The Fatehpuri Masjid was the last masjid that I visited in Delhi last month before relocating to home town Pune. Reaching here I found that the entrance was all encroached by various vendors but inside is a very different world - peaceful and huge.
This Masjid is a replica of the Jamia Masjid Old Delhi and is more than 350 years old. It is just beside the huge and old marketplace of Delhi called Khari Baoli. The Masjid was built by Fatehpuri Begum, one of the many wives of the Mughal king Shah Jahan.
The masjid was not at all crowded when I visited since it was neither Friday nor prayer time.
According to the locals, the mosque was sold off by the British after the First War of Independence in 1857. It was purchased for INR 19,000 by a Hindu merchant Rai Lala ChunnaMal since the Mughals were reduced down to minions at that time.
The merchant however neither destroyed nor misused the Masjid and his descendants still live in the nearby ChunnaMal Haveli mansion near the mosque. When Muslims of Delhi requested the Mosque back from the Hindu merchant, he happily parted from his rights in lieu of a piece of land in the faraway Punjab province. This was in 1877.
The Waju Khana is in the center and is made of marble. This is the place to wash hands and feet before prayers.

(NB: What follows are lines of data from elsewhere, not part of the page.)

use web_sys::{Element, HtmlElement, Window};
use wasm_bindgen::JsCast;

use crate::error::{MotionError, Result};
use crate::motion::trigger::ElementBox;

pub fn window() -> Result<Window> {
    web_sys::window().ok_or(MotionError::NoWindow)
}

pub fn viewport_height(window: &Window) -> Result<f64> {
    window
        .inner_height()?
        .as_f64()
        .ok_or_else(|| MotionError::Js("innerHeight is not a number".to_string()))
}

pub fn scroll_y(window: &Window) -> Result<f64> {
    Ok(window.scroll_y()?)
}

pub fn element_box(element: &Element) -> ElementBox {
    let rect = element.get_bounding_client_rect();
    ElementBox::new(rect.top(), rect.height())
}

/// Which elements under a container make up a reveal group.
#[derive(Clone, Copy, Debug, PartialEq)]
pub enum Targets {
    /// The container element itself.
    Container,
    /// The container's direct children, in document order.
    Children,
    /// Descendants matching a CSS selector, in document order.
    Selector(&'static str),
}

pub fn collect_targets(container: &Element, targets: Targets) -> Result<Vec<HtmlElement>> {
    let mut found = Vec::new();
    match targets {
        Targets::Container => found.push(container.clone()),
        Targets::Children => {
            let children = container.children();
            for i in 0..children.length() {
                if let Some(el) = children.item(i) {
                    found.push(el);
                }
            }
        }
        Targets::Selector(selector) => {
            let nodes = container.query_selector_all(selector)?;
            for i in 0..nodes.length() {
                if let Some(node) = nodes.item(i) {
                    if let Ok(el) = node.dyn_into::<Element>() {
                        found.push(el);
                    }
                }
            }
        }
    }
    // Only HTML elements carry an inline style we can drive
    Ok(found
        .into_iter()
        .filter_map(|el| el.dyn_into::<HtmlElement>().ok())
        .collect())
}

There are also as many as 7 Mihrabs that are the places to offer prayers.
All are beautifully decorated in marble and red sandstone - a signature combo of the Mughals.
Further, the volunteering local guides informed that there are also tombs or Mazars of Sufi poets like Nanoon Shah and Hazarat Jalal. Sufi poets were famous for their singing and dancing on one side and prompting the reckless killing of non-believers. The Mughal Emporer Akbar famously killed 30,000 unarmed civilians after his conquest of the Chittorgarh Fort which was against the norms of those days.
Akbar was an ardent follower of Salim Chisti of Fatehpur and even named his first child after him - the famous Prince Salim who rebelled against him for a court-dancer Anarkali. Peeling off human skin while they were still breathing was one of the famous hobbies of Prince Salim. The Indian Film Salim-Anarkali is based on this love story.
I saw this canopy structure which was also seen in the Jama Masjid of Delhi and a popular photo spot but do not know what it is called or what it was meant for originally during the medieval ages or even now.
How to Reach
I reached the masjid from the Red Fort side on a foot-pedaled rickshaw for INR 30.
The nearest metro stations are Chawri Bazar and Chandani Chowk metros stations - both on the Yellow line.
Other Attractions Nearby
My Impressions
The Fatehpuri Masjid is a beautiful and soul-soothing place. However, it needs some immediate repairs and to restore certain parts that are falling apart especially near the ceiling.
One of the Minarets has also inclined though I think if they leave it like that it may as well become famous like the leaning tower of Pisa.
I could see that the locals have started collecting donations for the repairs though I think that since the government is already collecting tax from me I should not donate extra for the repairs.
Instead, I chose not to bargain from the foot-pedaled rickshaw driver who asked me a mere INR 30 to reach the place.
Specialties Nearby
The Amritsari Lassi is a must-try.
This shop is just outside the mosque across the street.
Other Amusements
Outside the mosque and on the streets is this old and well-preserved handpump. I was delighted to see an operation hand pump after several decades
Accessibility Features
The entrance to the mosque is accessible for a wheelchair.
Ramp Access.
A wheelchair-accessible Entrance.
A wheelchair-accessible Parking.
A wheelchair-accessible Restroom/Toilet.